:: Data to examine ::
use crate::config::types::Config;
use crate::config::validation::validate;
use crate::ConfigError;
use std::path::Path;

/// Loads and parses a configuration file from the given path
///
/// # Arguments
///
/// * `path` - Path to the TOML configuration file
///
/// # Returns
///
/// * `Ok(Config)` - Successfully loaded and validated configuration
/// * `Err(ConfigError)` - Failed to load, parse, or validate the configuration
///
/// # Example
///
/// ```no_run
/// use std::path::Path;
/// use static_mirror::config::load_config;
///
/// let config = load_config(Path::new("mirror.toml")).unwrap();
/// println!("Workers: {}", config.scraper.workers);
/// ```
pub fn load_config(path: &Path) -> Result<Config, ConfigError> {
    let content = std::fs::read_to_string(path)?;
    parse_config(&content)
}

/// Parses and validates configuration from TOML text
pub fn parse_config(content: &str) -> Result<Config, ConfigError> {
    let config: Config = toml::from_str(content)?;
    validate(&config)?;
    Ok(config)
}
:::
:: Data to examine ::
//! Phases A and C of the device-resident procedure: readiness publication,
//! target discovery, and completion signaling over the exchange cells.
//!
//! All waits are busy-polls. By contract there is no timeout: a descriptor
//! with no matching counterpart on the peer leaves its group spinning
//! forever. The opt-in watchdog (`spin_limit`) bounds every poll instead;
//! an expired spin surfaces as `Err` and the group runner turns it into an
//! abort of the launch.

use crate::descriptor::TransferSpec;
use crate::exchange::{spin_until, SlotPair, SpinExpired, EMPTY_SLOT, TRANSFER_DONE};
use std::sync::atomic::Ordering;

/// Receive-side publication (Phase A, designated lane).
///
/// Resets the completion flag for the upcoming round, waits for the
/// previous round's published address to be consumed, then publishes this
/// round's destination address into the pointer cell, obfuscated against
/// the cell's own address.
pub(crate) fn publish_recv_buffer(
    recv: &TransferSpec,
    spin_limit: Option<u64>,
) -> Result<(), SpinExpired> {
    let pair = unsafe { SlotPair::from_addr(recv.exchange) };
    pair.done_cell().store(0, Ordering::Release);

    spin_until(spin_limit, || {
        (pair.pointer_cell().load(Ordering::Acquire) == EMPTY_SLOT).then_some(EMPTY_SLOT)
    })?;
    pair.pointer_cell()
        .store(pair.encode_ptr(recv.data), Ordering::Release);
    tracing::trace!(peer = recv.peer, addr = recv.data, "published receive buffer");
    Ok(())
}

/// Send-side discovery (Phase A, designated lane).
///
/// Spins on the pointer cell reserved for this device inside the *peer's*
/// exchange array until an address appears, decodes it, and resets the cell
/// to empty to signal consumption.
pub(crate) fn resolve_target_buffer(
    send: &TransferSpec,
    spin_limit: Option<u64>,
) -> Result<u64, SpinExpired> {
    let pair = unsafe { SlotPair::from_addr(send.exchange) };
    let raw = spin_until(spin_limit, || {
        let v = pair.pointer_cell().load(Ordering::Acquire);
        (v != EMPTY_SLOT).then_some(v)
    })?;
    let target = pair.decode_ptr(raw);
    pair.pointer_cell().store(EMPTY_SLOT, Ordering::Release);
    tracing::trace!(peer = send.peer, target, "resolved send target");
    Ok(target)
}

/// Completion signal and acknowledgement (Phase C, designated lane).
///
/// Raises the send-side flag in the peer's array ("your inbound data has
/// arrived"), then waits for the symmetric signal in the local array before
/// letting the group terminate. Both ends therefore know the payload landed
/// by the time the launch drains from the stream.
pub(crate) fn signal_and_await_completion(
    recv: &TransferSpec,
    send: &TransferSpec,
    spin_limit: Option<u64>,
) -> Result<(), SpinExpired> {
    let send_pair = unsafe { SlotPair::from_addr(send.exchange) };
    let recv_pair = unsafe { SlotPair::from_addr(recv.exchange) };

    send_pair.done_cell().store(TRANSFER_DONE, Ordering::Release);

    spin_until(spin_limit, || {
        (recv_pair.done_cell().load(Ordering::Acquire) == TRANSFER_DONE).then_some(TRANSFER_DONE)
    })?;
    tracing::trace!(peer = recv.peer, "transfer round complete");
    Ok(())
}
:::
:: Data to examine ::
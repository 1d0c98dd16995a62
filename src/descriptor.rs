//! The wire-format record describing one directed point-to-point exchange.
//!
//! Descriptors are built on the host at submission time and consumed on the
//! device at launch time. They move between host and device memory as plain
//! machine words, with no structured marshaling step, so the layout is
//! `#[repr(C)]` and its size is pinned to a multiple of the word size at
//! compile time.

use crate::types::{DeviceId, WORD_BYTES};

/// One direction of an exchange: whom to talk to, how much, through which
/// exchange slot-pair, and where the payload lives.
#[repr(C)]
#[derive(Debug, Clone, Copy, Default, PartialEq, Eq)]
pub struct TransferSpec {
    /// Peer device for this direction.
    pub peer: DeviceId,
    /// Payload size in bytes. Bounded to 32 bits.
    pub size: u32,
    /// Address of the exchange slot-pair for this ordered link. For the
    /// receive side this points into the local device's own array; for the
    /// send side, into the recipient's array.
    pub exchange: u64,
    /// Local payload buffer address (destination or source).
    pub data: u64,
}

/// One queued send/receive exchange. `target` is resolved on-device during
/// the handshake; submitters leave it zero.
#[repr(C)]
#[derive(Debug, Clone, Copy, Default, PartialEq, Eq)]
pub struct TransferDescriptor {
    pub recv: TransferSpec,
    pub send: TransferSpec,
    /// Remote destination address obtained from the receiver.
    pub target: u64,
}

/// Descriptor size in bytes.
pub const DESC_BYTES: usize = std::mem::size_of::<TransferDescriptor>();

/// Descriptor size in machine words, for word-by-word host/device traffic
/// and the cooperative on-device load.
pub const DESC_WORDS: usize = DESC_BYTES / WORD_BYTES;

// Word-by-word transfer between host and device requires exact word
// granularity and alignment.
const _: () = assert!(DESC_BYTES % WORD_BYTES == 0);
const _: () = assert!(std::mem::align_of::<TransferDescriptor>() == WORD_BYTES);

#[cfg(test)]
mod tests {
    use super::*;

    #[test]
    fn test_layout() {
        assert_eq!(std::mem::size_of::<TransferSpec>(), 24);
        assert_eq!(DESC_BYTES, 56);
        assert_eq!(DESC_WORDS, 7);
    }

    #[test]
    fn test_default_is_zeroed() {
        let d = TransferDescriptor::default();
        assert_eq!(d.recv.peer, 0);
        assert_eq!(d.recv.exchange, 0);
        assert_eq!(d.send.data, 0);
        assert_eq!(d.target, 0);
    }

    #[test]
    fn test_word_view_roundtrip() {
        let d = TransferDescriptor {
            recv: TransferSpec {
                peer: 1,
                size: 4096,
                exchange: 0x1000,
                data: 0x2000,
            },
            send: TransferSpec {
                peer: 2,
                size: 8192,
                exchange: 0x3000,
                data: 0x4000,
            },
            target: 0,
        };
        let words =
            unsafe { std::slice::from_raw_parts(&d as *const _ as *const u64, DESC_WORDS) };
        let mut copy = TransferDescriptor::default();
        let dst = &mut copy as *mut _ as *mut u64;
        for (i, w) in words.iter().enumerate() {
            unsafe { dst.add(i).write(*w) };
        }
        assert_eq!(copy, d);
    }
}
:::
Scan the entries above for the word "resolved", then copy every line in which it occurs.

    tracing::trace!(peer = send.peer, target, "resolved send target");
/// One queued send/receive exchange. `target` is resolved on-device during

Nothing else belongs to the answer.